WHAT THIS TASK INVOLVES = Repeat the data exactly, with every line included.

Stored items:
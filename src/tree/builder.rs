//! TreeBuilder - builds the full entry tree in memory

use std::ffi::OsStr;
use std::path::Path;

use glob::Pattern;
use tracing::{debug, trace, warn};

use crate::error::{Error, Result};
use crate::fs::{FileSystem, OsFileSystem};

use super::config::{BuilderConfig, FailurePolicy};
use super::entry::{Entry, EntryKind, ListingStatus};
use super::utils::{
    MAX_NAME_LEN, compile_patterns, copy_name, is_dot_entry, name_overflow, should_ignore_name,
};

/// Builds an `Entry` tree by querying a `FileSystem`.
///
/// Every path is resolved by joining the parent path with the child name;
/// the process working directory is never read or changed, so one builder
/// can be shared between threads.
pub struct TreeBuilder<F = OsFileSystem> {
    fs: F,
    config: BuilderConfig,
    ignore: Vec<Pattern>,
}

impl TreeBuilder<OsFileSystem> {
    pub fn new(config: BuilderConfig) -> Self {
        Self::with_fs(OsFileSystem, config)
    }
}

impl<F: FileSystem> TreeBuilder<F> {
    pub fn with_fs(fs: F, config: BuilderConfig) -> Self {
        let ignore = compile_patterns(&config.ignore_patterns);
        Self { fs, config, ignore }
    }

    /// Build the tree rooted at `root`. The root entry is named after the
    /// path exactly as given; only its last component is length-checked.
    pub fn build(&self, root: &Path) -> Result<Entry> {
        let last = root.file_name().unwrap_or(root.as_os_str());
        check_name(last)?;
        let name = copy_name(root.as_os_str()).ok_or_else(|| Error::OutOfMemory {
            path: root.to_path_buf(),
        })?;
        self.classify(root, name, 0)
    }

    /// Build the entry for `name` inside `parent`, recursing into it when it
    /// is a directory. `depth` is the depth of the new entry.
    pub fn build_entry(&self, parent: &Path, name: &OsStr, depth: usize) -> Result<Entry> {
        check_name(name)?;
        let path = parent.join(name);
        let name = copy_name(name).ok_or_else(|| Error::OutOfMemory { path: path.clone() })?;
        self.classify(&path, name, depth)
    }

    fn classify(&self, path: &Path, name: String, depth: usize) -> Result<Entry> {
        let stat = self
            .fs
            .metadata(path, self.config.follow_symlinks)
            .map_err(|source| Error::NotFound {
                path: path.to_path_buf(),
                source,
            })?;
        trace!(path = %path.display(), kind = ?stat.kind, "stat");

        Ok(match stat.kind {
            EntryKind::Regular => Entry::Regular {
                name,
                size: stat.size,
            },
            EntryKind::Directory => {
                let (children, status) = self.list_directory(path, depth);
                Entry::Directory {
                    name,
                    children,
                    status,
                }
            }
            EntryKind::Other => Entry::Other { name },
        })
    }

    /// List and build the children of the directory at `path`.
    ///
    /// Never fails: an unopenable directory, or a child failure under
    /// `FailurePolicy::Discard`, yields no children and an `Unreadable`
    /// status.
    pub fn list_directory(&self, path: &Path, depth: usize) -> (Vec<Entry>, ListingStatus) {
        if self.config.max_depth.is_some_and(|max| depth >= max) {
            debug!(path = %path.display(), depth, "depth limit reached");
            return (Vec::new(), ListingStatus::DepthLimited);
        }

        let names = match self.fs.read_dir(path) {
            Ok(names) => names,
            Err(e) => {
                warn!(path = %path.display(), error = %e, "cannot open directory");
                return (Vec::new(), unreadable(&e));
            }
        };
        debug!(path = %path.display(), depth, "listing directory");

        let mut files = Vec::new();
        let mut dirs = Vec::new();
        let mut failures = Vec::new();

        for name in names {
            let child = match name {
                Ok(name) if is_dot_entry(&name) => continue,
                Ok(name) if should_ignore_name(&name, &self.ignore) => continue,
                Ok(name) => self.build_entry(path, &name, depth + 1),
                Err(e) => Err(Error::Io(e)),
            };

            let Err(err) = child.and_then(|entry| sort_into(entry, &mut files, &mut dirs, path))
            else {
                continue;
            };
            warn!(path = %path.display(), error = %err, "failed to build child entry");
            match self.config.failure_policy {
                FailurePolicy::Discard => return (Vec::new(), unreadable(&err)),
                FailurePolicy::KeepPartial => failures.push(err.to_string()),
            }
        }

        // Both groups were collected in encounter order; emit each reversed.
        let mut children = Vec::new();
        if children.try_reserve_exact(files.len() + dirs.len()).is_err() {
            let err = Error::OutOfMemory {
                path: path.to_path_buf(),
            };
            warn!(path = %path.display(), error = %err, "cannot merge listing");
            return (Vec::new(), unreadable(&err));
        }
        children.extend(files.into_iter().rev());
        children.extend(dirs.into_iter().rev());

        let status = if failures.is_empty() {
            ListingStatus::Complete
        } else {
            ListingStatus::Incomplete { failures }
        };
        (children, status)
    }
}

fn check_name(name: &OsStr) -> Result<()> {
    match name_overflow(name) {
        Some(len) => Err(Error::NameTooLong {
            name: name.to_string_lossy().into_owned(),
            len,
            max: MAX_NAME_LEN,
        }),
        None => Ok(()),
    }
}

fn sort_into(
    entry: Entry,
    files: &mut Vec<Entry>,
    dirs: &mut Vec<Entry>,
    dir: &Path,
) -> Result<()> {
    let bucket = if entry.is_dir() { dirs } else { files };
    bucket.try_reserve(1).map_err(|_| Error::OutOfMemory {
        path: dir.join(entry.name()),
    })?;
    bucket.push(entry);
    Ok(())
}

fn unreadable(err: &impl std::fmt::Display) -> ListingStatus {
    ListingStatus::Unreadable {
        reason: err.to_string(),
    }
}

TASK RESPONSE =
filename src/tree/builder.rs
//! TreeBuilder - builds the full entry tree in memory

use std::ffi::OsStr;
use std::path::Path;

use glob::Pattern;
use tracing::{debug, trace, warn};

use crate::error::{Error, Result};
use crate::fs::{FileSystem, OsFileSystem};

use super::config::{BuilderConfig, FailurePolicy};
use super::entry::{Entry, EntryKind, ListingStatus};
use super::utils::{
    MAX_NAME_LEN, compile_patterns, copy_name, is_dot_entry, name_overflow, should_ignore_name,
};

/// Builds an `Entry` tree by querying a `FileSystem`.
///
/// Every path is resolved by joining the parent path with the child name;
/// the process working directory is never read or changed, so one builder
/// can be shared between threads.
pub struct TreeBuilder<F = OsFileSystem> {
    fs: F,
    config: BuilderConfig,
    ignore: Vec<Pattern>,
}

impl TreeBuilder<OsFileSystem> {
    pub fn new(config: BuilderConfig) -> Self {
        Self::with_fs(OsFileSystem, config)
    }
}

impl<F: FileSystem> TreeBuilder<F> {
    pub fn with_fs(fs: F, config: BuilderConfig) -> Self {
        let ignore = compile_patterns(&config.ignore_patterns);
        Self { fs, config, ignore }
    }

    /// Build the tree rooted at `root`. The root entry is named after the
    /// path exactly as given; only its last component is length-checked.
    pub fn build(&self, root: &Path) -> Result<Entry> {
        let last = root.file_name().unwrap_or(root.as_os_str());
        check_name(last)?;
        let name = copy_name(root.as_os_str()).ok_or_else(|| Error::OutOfMemory {
            path: root.to_path_buf(),
        })?;
        self.classify(root, name, 0)
    }

    /// Build the entry for `name` inside `parent`, recursing into it when it
    /// is a directory. `depth` is the depth of the new entry.
    pub fn build_entry(&self, parent: &Path, name: &OsStr, depth: usize) -> Result<Entry> {
        check_name(name)?;
        let path = parent.join(name);
        let name = copy_name(name).ok_or_else(|| Error::OutOfMemory { path: path.clone() })?;
        self.classify(&path, name, depth)
    }

    fn classify(&self, path: &Path, name: String, depth: usize) -> Result<Entry> {
        let stat = self
            .fs
            .metadata(path, self.config.follow_symlinks)
            .map_err(|source| Error::NotFound {
                path: path.to_path_buf(),
                source,
            })?;
        trace!(path = %path.display(), kind = ?stat.kind, "stat");

        Ok(match stat.kind {
            EntryKind::Regular => Entry::Regular {
                name,
                size: stat.size,
            },
            EntryKind::Directory => {
                let (children, status) = self.list_directory(path, depth);
                Entry::Directory {
                    name,
                    children,
                    status,
                }
            }
            EntryKind::Other => Entry::Other { name },
        })
    }

    /// List and build the children of the directory at `path`.
    ///
    /// Never fails: an unopenable directory, or a child failure under
    /// `FailurePolicy::Discard`, yields no children and an `Unreadable`
    /// status.
    pub fn list_directory(&self, path: &Path, depth: usize) -> (Vec<Entry>, ListingStatus) {
        if self.config.max_depth.is_some_and(|max| depth >= max) {
            debug!(path = %path.display(), depth, "depth limit reached");
            return (Vec::new(), ListingStatus::DepthLimited);
        }

        let names = match self.fs.read_dir(path) {
            Ok(names) => names,
            Err(e) => {
                warn!(path = %path.display(), error = %e, "cannot open directory");
                return (Vec::new(), unreadable(&e));
            }
        };
        debug!(path = %path.display(), depth, "listing directory");

        let mut files = Vec::new();
        let mut dirs = Vec::new();
        let mut failures = Vec::new();

        for name in names {
            let child = match name {
                Ok(name) if is_dot_entry(&name) => continue,
                Ok(name) if should_ignore_name(&name, &self.ignore) => continue,
                Ok(name) => self.build_entry(path, &name, depth + 1),
                Err(e) => Err(Error::Io(e)),
            };

            let Err(err) = child.and_then(|entry| sort_into(entry, &mut files, &mut dirs, path))
            else {
                continue;
            };
            warn!(path = %path.display(), error = %err, "failed to build child entry");
            match self.config.failure_policy {
                FailurePolicy::Discard => return (Vec::new(), unreadable(&err)),
                FailurePolicy::KeepPartial => failures.push(err.to_string()),
            }
        }

        // Both groups were collected in encounter order; emit each reversed.
        let mut children = Vec::new();
        if children.try_reserve_exact(files.len() + dirs.len()).is_err() {
            let err = Error::OutOfMemory {
                path: path.to_path_buf(),
            };
            warn!(path = %path.display(), error = %err, "cannot merge listing");
            return (Vec::new(), unreadable(&err));
        }
        children.extend(files.into_iter().rev());
        children.extend(dirs.into_iter().rev());

        let status = if failures.is_empty() {
            ListingStatus::Complete
        } else {
            ListingStatus::Incomplete { failures }
        };
        (children, status)
    }
}

fn check_name(name: &OsStr) -> Result<()> {
    match name_overflow(name) {
        Some(len) => Err(Error::NameTooLong {
            name: name.to_string_lossy().into_owned(),
            len,
            max: MAX_NAME_LEN,
        }),
        None => Ok(()),
    }
}

fn sort_into(
    entry: Entry,
    files: &mut Vec<Entry>,
    dirs: &mut Vec<Entry>,
    dir: &Path,
) -> Result<()> {
    let bucket = if entry.is_dir() { dirs } else { files };
    bucket.try_reserve(1).map_err(|_| Error::OutOfMemory {
        path: dir.join(entry.name()),
    })?;
    bucket.push(entry);
    Ok(())
}

fn unreadable(err: &impl std::fmt::Display) -> ListingStatus {
    ListingStatus::Unreadable {
        reason: err.to_string(),
    }
}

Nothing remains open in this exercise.